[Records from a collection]
________________________________________

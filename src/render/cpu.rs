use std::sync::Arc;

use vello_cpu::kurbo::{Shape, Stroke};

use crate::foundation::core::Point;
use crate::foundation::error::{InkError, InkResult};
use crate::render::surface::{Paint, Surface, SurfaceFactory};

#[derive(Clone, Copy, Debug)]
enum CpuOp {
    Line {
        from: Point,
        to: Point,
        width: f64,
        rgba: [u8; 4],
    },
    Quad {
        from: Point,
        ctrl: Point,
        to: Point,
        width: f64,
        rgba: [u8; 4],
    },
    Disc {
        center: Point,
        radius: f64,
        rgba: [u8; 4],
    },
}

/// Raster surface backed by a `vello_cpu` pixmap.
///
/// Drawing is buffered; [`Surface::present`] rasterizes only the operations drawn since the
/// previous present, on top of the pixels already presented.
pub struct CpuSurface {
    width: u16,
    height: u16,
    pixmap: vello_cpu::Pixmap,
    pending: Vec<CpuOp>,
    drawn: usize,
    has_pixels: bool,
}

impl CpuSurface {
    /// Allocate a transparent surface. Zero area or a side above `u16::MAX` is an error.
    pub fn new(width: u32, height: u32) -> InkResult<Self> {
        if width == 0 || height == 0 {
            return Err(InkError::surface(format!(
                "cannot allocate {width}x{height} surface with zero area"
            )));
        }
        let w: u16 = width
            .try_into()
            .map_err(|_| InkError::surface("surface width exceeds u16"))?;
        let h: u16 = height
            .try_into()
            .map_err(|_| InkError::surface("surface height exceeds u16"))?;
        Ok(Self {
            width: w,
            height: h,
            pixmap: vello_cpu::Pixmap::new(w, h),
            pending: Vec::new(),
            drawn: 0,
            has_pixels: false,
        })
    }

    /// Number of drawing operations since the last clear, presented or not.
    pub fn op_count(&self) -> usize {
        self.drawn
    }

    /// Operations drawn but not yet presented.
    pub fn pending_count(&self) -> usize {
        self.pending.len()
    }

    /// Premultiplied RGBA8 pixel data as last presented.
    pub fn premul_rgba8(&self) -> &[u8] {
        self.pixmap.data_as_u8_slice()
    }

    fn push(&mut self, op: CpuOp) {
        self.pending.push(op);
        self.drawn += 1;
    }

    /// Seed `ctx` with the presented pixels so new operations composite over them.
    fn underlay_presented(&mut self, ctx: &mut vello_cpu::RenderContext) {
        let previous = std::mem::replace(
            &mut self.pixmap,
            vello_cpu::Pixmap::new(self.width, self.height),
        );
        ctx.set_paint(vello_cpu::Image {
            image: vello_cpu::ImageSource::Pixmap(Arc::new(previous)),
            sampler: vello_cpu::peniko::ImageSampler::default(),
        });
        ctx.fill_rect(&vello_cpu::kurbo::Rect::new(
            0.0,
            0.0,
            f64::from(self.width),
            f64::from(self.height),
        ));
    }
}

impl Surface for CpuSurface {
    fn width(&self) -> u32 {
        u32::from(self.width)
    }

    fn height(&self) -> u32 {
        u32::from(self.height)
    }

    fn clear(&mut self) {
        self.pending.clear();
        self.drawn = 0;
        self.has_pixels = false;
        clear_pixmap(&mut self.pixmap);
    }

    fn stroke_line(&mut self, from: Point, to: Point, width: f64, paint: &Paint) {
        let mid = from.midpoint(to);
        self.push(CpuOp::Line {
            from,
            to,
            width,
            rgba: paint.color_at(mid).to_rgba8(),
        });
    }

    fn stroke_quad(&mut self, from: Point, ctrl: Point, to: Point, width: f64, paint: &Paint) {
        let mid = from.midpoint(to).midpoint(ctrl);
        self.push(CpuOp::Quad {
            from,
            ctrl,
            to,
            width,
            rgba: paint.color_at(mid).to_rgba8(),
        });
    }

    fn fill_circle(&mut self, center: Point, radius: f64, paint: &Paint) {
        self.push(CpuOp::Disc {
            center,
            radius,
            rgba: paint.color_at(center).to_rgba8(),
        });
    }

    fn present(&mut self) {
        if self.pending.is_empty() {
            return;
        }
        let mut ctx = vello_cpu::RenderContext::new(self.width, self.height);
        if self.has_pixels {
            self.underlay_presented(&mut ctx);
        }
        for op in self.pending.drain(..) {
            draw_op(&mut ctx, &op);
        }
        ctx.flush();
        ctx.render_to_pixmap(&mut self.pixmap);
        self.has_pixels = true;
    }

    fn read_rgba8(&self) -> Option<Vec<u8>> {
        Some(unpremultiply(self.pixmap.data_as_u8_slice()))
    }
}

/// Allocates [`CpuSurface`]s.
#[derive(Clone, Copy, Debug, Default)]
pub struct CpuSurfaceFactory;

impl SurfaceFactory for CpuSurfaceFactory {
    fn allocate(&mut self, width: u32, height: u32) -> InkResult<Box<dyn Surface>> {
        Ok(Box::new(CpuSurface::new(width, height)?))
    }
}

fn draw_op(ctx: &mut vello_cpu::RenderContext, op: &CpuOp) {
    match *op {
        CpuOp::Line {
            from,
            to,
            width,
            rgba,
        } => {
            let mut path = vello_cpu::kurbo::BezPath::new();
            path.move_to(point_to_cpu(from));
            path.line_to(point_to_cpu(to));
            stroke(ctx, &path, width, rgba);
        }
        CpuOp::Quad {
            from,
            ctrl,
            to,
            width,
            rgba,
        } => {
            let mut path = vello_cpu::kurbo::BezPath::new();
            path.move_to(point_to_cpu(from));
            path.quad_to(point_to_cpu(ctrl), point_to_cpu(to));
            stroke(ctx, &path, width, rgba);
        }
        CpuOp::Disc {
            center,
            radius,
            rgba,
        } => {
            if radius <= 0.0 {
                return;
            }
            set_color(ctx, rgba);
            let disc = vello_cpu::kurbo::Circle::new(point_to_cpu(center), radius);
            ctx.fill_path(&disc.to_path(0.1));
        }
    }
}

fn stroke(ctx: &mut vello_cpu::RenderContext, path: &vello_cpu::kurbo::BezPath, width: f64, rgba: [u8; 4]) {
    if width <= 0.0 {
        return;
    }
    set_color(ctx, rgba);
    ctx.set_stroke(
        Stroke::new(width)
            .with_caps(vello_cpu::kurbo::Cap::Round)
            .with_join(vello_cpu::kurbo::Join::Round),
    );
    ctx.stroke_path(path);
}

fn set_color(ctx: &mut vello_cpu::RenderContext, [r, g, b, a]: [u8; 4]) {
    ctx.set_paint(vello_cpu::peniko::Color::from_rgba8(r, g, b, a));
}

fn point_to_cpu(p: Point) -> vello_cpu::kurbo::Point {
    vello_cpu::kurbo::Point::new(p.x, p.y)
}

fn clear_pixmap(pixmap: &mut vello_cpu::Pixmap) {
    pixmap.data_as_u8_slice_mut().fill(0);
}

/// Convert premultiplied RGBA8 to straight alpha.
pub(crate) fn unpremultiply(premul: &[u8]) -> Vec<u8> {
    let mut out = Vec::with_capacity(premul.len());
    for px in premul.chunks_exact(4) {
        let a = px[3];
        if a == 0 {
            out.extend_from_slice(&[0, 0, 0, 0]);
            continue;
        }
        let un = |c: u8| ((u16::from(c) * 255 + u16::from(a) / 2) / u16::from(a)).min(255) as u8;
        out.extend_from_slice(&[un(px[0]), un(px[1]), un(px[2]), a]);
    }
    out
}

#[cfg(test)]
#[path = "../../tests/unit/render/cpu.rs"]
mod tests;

________________________________________

Out of the entries above, write out only the lines between the line holding "u32::from(self.width)" and the line holding "radius: f64, paint: &Paint)", inclusive, each exactly as given.

- _Output for this task_
        u32::from(self.width)
    }

    fn height(&self) -> u32 {
        u32::from(self.height)
    }

    fn clear(&mut self) {
        self.pending.clear();
        self.drawn = 0;
        self.has_pixels = false;
        clear_pixmap(&mut self.pixmap);
    }

    fn stroke_line(&mut self, from: Point, to: Point, width: f64, paint: &Paint) {
        let mid = from.midpoint(to);
        self.push(CpuOp::Line {
            from,
            to,
            width,
            rgba: paint.color_at(mid).to_rgba8(),
        });
    }

    fn stroke_quad(&mut self, from: Point, ctrl: Point, to: Point, width: f64, paint: &Paint) {
        let mid = from.midpoint(to).midpoint(ctrl);
        self.push(CpuOp::Quad {
            from,
            ctrl,
            to,
            width,
            rgba: paint.color_at(mid).to_rgba8(),
        });
    }

    fn fill_circle(&mut self, center: Point, radius: f64, paint: &Paint) {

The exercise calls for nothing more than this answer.